The electric car joint venture between Daimler and BYD in China with the Denza brand is apparently facing an uncertain future. According to a German media report, Daimler insiders talk about a “disaster” given the persistently low sales numbers.
As reported by the Handelsblatt, there are more and more voices in the German company that want to discontinue the Denza project. Some describe the company’s joint venture as a “strategically irrelevant cooperation” that is burning millions. Given the general market development and the new model, however, supporters believe that it is too early and that the electric SUV is a good product, just that its sales strategy is not right.

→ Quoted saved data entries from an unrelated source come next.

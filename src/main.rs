mod cli;
mod engine;
mod model;
mod orchestrator;
mod parser;
mod storage;
#[cfg(test)]
mod test_support;
mod text_summary;

use anyhow::Result;
use clap::Parser;
use tracing_subscriber::{layer::SubscriberExt, util::SubscriberInitExt};

#[tokio::main]
async fn main() -> Result<()> {
    let args = cli::Cli::parse();

    // Logs go to stderr so stdout stays clean for `--json`.
    tracing_subscriber::registry()
        .with(
            tracing_subscriber::EnvFilter::try_from_default_env()
                .unwrap_or_else(|_| "devnet_supervisor=info".into()),
        )
        .with(tracing_subscriber::fmt::layer().with_writer(std::io::stderr))
        .init();

    cli::run(args).await
}
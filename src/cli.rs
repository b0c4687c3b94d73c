use crate::model::{HarvestPolicy, NodeConfig, Notification};
use crate::orchestrator::{run_controller, NodeCommand, StartOutcome, Supervisor};
use crate::storage::{AccountRegistry, AccountStore, FileStore, MemoryStore};
use anyhow::{bail, Context, Result};
use clap::{Args, Parser, Subcommand};
use std::io::Write;
use std::path::{Path, PathBuf};
use std::sync::Arc;
use tokio::sync::{mpsc, oneshot};
use tracing::{info, warn};

/// Messages for the terminal printer.
enum Printed {
    Notification(Notification),
    Hint(String),
}

/// Print on a blocking thread so terminal writes never stall the runtime.
///
/// Accounts go to stdout; errors and hints go to stderr.
fn spawn_printer(
    workspace: PathBuf,
    json: bool,
) -> (
    mpsc::UnboundedSender<Printed>,
    tokio::task::JoinHandle<()>,
) {
    let (tx, mut rx) = mpsc::unbounded_channel::<Printed>();
    let handle = tokio::task::spawn_blocking(move || {
        let mut out = std::io::LineWriter::new(std::io::stdout().lock());
        let mut err = std::io::LineWriter::new(std::io::stderr().lock());

        while let Some(msg) = rx.blocking_recv() {
            let written = match msg {
                Printed::Notification(notification) => {
                    print_notification(&mut out, &mut err, &workspace, json, &notification)
                }
                Printed::Hint(hint) => writeln!(err, "{hint}"),
            };
            if let Err(e) = written {
                warn!("Failed to write to the terminal: {e}");
            }
        }

        let _ = out.flush();
        let _ = err.flush();
    });
    (tx, handle)
}

fn print_notification(
    out: &mut impl Write,
    err: &mut impl Write,
    workspace: &Path,
    json: bool,
    notification: &Notification,
) -> std::io::Result<()> {
    if json {
        let line = serde_json::to_string(notification).map_err(std::io::Error::from)?;
        return writeln!(out, "{line}");
    }
    let target: &mut dyn Write = match notification {
        Notification::Accounts { .. } => out,
        Notification::Error { .. } => err,
    };
    for line in crate::text_summary::build_text_summary(workspace, notification).lines {
        writeln!(target, "{line}")?;
    }
    Ok(())
}

#[derive(Debug, Parser, Clone)]
#[command(
    name = "devnet-supervisor",
    version,
    about = "Run a local development node once per workspace and harvest its seeded accounts"
)]
pub struct Cli {
    /// Project root the node runs in (defaults to the current directory)
    #[arg(long, global = true)]
    pub workspace: Option<PathBuf>,

    /// Directory holding harvested account state
    #[arg(long, global = true)]
    pub state_dir: Option<PathBuf>,

    /// Keep harvested accounts in memory only
    #[arg(long, global = true, conflicts_with = "state_dir")]
    pub ephemeral: bool,

    /// Print notifications as JSON lines
    #[arg(long, global = true)]
    pub json: bool,

    #[command(subcommand)]
    pub command: Command,
}

#[derive(Debug, Subcommand, Clone)]
pub enum Command {
    /// Start the local node (or serve cached accounts) and keep it running until Ctrl-C
    Node(NodeArgs),
    /// Print the cached accounts for the workspace
    Accounts,
    /// Forget the cached accounts for the workspace
    Reset,
}

#[derive(Debug, Args, Clone)]
pub struct NodeArgs {
    /// Executable that launches the node
    #[arg(long, default_value = "npx")]
    pub program: String,

    /// What to do when the account report yields fewer than 20 accounts
    #[arg(long, value_enum, default_value_t = HarvestPolicy::Warn)]
    pub on_incomplete: HarvestPolicy,

    /// Stop the node as soon as the accounts have been printed
    #[arg(long)]
    pub exit_after_harvest: bool,

    /// Arguments passed to the program
    #[arg(last = true, default_values = ["hardhat", "node"])]
    pub args: Vec<String>,
}

pub async fn run(args: Cli) -> Result<()> {
    let workspace = resolve_workspace(args.workspace.as_deref())?;
    let registry = build_registry(&args)?;

    match &args.command {
        Command::Node(node) => run_node(&args, node, workspace, registry).await,
        Command::Accounts => show_accounts(&args, &workspace, &registry),
        Command::Reset => {
            registry
                .reset(&workspace)
                .context("failed to clear cached accounts")?;
            eprintln!("Cleared cached accounts for {}", workspace.display());
            Ok(())
        }
    }
}

/// Build a `NodeConfig` from CLI arguments.
pub fn build_config(args: &NodeArgs) -> NodeConfig {
    NodeConfig {
        program: args.program.clone(),
        args: args.args.clone(),
        harvest_policy: args.on_incomplete,
    }
}

fn resolve_workspace(workspace: Option<&Path>) -> Result<PathBuf> {
    let workspace = match workspace {
        Some(path) => path.to_path_buf(),
        None => std::env::current_dir().context("failed to read current directory")?,
    };
    if !workspace.is_dir() {
        bail!("workspace {} is not a directory", workspace.display());
    }
    Ok(workspace)
}

fn build_registry(args: &Cli) -> Result<AccountRegistry> {
    let store: Arc<dyn AccountStore> = if args.ephemeral {
        Arc::new(MemoryStore::new())
    } else {
        let store = match args.state_dir.as_ref() {
            Some(dir) => FileStore::new(dir),
            None => FileStore::in_data_dir()?,
        };
        info!("Account state directory: {}", store.dir().display());
        Arc::new(store)
    };
    Ok(AccountRegistry::new(store))
}

async fn run_node(
    args: &Cli,
    node: &NodeArgs,
    workspace: PathBuf,
    registry: AccountRegistry,
) -> Result<()> {
    let supervisor = Supervisor::new(build_config(node), registry);
    let (print_tx, printer) = spawn_printer(workspace.clone(), args.json);
    let (event_tx, mut event_rx) = mpsc::unbounded_channel::<Notification>();
    let (cmd_tx, cmd_rx) = mpsc::unbounded_channel::<NodeCommand>();
    let controller = tokio::spawn(run_controller(supervisor, event_tx, cmd_rx));

    let (reply_tx, reply_rx) = oneshot::channel();
    cmd_tx
        .send(NodeCommand::Start {
            workspace: workspace.clone(),
            reply: Some(reply_tx),
        })
        .context("node controller is not running")?;
    let outcome = reply_rx
        .await
        .context("node controller dropped the start request")?;

    let mut failure = None;
    loop {
        tokio::select! {
            ev = event_rx.recv() => {
                let Some(ev) = ev else { break };
                let _ = print_tx.send(Printed::Notification(ev.clone()));
                match ev {
                    // Spawn failures, early exits and (with `notify`) short reports.
                    Notification::Error { message } => {
                        failure = Some(message);
                        break;
                    }
                    Notification::Accounts { .. } if outcome == StartOutcome::Cached => {
                        let _ = print_tx.send(Printed::Hint(
                            "Served from cache; run `reset` to harvest from a fresh node.".into(),
                        ));
                        break;
                    }
                    Notification::Accounts { .. } if node.exit_after_harvest => break,
                    Notification::Accounts { .. } => {}
                }
            }
            _ = tokio::signal::ctrl_c() => {
                info!("Interrupted, stopping local node");
                break;
            }
        }
    }

    // Quit stops the node before the controller returns.
    let _ = cmd_tx.send(NodeCommand::Quit);
    controller.await.context("node controller task failed")??;

    drop(print_tx);
    let _ = printer.await;

    if let Some(message) = failure {
        bail!("local node failed: {message}");
    }
    Ok(())
}

fn show_accounts(args: &Cli, workspace: &Path, registry: &AccountRegistry) -> Result<()> {
    let cached = registry
        .cached(workspace)
        .context("failed to read cached accounts")?;
    match cached {
        Some(accounts) if args.json => {
            println!("{}", serde_json::to_string_pretty(&accounts)?);
        }
        Some(accounts) => {
            let summary = crate::text_summary::build_account_summary(workspace, &accounts);
            for line in summary.lines {
                println!("{line}");
            }
        }
        None if args.json => println!("[]"),
        None => eprintln!("No accounts cached for {}", workspace.display()),
    }
    Ok(())
}

#[cfg(test)]
mod tests {
    use super::*;
    use crate::model::AccountSet;
    use crate::test_support::sample_accounts;

    #[test]
    fn node_defaults_to_hardhat() {
        let cli = Cli::try_parse_from(["devnet-supervisor", "node"]).unwrap();
        let Command::Node(node) = &cli.command else {
            panic!("expected node command");
        };
        let cfg = build_config(node);
        assert_eq!(cfg.program, "npx");
        assert_eq!(cfg.args, vec!["hardhat", "node"]);
        assert_eq!(cfg.harvest_policy, HarvestPolicy::Warn);
        assert!(!cli.ephemeral);
    }

    #[test]
    fn node_accepts_custom_command() {
        let cli = Cli::try_parse_from([
            "devnet-supervisor",
            "--json",
            "node",
            "--program",
            "anvil-wrapper",
            "--on-incomplete",
            "notify",
            "--",
            "--port",
            "9545",
        ])
        .unwrap();
        let Command::Node(node) = &cli.command else {
            panic!("expected node command");
        };
        let cfg = build_config(node);
        assert_eq!(cfg.program, "anvil-wrapper");
        assert_eq!(cfg.args, vec!["--port", "9545"]);
        assert_eq!(cfg.harvest_policy, HarvestPolicy::Notify);
        assert!(cli.json);
    }

    #[test]
    fn ephemeral_conflicts_with_state_dir() {
        assert!(Cli::try_parse_from([
            "devnet-supervisor",
            "--ephemeral",
            "--state-dir",
            "/tmp/state",
            "accounts",
        ])
        .is_err());
    }

    #[test]
    fn accounts_print_to_stdout_and_errors_to_stderr() {
        let set = AccountSet::try_from(sample_accounts()).unwrap();
        let accounts = Notification::Accounts { accounts: set };
        let (mut out, mut err) = (Vec::new(), Vec::new());

        print_notification(&mut out, &mut err, Path::new("/work/dapp"), false, &accounts).unwrap();
        let text = String::from_utf8(out).unwrap();
        assert!(text.starts_with("Accounts for /work/dapp\n"));
        assert!(err.is_empty());

        let (mut out, mut err) = (Vec::new(), Vec::new());
        let failed = Notification::error("node exited");
        print_notification(&mut out, &mut err, Path::new("."), false, &failed).unwrap();
        assert!(out.is_empty());
        assert_eq!(String::from_utf8(err).unwrap(), "Error: node exited\n");
    }

    #[test]
    fn json_notifications_go_to_stdout() {
        let (mut out, mut err) = (Vec::new(), Vec::new());
        let failed = Notification::error("node exited");
        print_notification(&mut out, &mut err, Path::new("."), true, &failed).unwrap();
        assert_eq!(
            String::from_utf8(out).unwrap(),
            "{\"type\":\"error\",\"message\":\"node exited\"}\n"
        );
        assert!(err.is_empty());
    }

    #[cfg(unix)]
    #[tokio::test]
    async fn node_command_fails_when_node_exits_early() {
        let workspace = tempfile::tempdir().unwrap();
        let cli = Cli::try_parse_from([
            "devnet-supervisor",
            "--ephemeral",
            "--workspace",
            workspace.path().to_str().unwrap(),
            "node",
            "--program",
            "sh",
            "--",
            "-c",
            "echo 'Error HH1: not inside a project' >&2; exit 1",
        ])
        .unwrap();

        let result = tokio::time::timeout(std::time::Duration::from_secs(10), run(cli))
            .await
            .expect("node command should return once the node exits");
        assert!(result.is_err());
    }

    #[test]
    fn workspace_must_be_a_directory() {
        let dir = tempfile::tempdir().unwrap();
        assert_eq!(resolve_workspace(Some(dir.path())).unwrap(), dir.path());

        let file = dir.path().join("hardhat.config.js");
        std::fs::write(&file, "module.exports = {};").unwrap();
        assert!(resolve_workspace(Some(&file)).is_err());
    }
}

Officially, however, both BYD and Daimler stand behind the electric brand. “Daimler and BYD continue to work on the future of Denza as a domestic brand for high-quality battery electric vehicles,” Daimler said in response to a question from Handelsblatt, saying that the market performance of the Denza X also has “progressively evolved” since the product launch.
The sales figures would beg to differ. Only 14,000 units of the Denza 500 have been sold since its market launch in 2014. Even of the latest model, the Denza X, just 4,175 vehicles were delivered to dealers last year, including BEV and PHEV versions. According to the Handelsblatt, the two carmaking giants were hoping for up to ten times this number. The Denza 500 (initially called the Denza EV) is a van-like compact car, while the Denza X is an e-SUV and uses technology from the BYD Tang.
On the latter model in a more attractive market segment, Denza is now probably hoping for rising sales. Registration figures analysed by Handelsblatt now show that Denza has apparently discontinued the compact 500 without notice since there were no registrations of the model in 2020.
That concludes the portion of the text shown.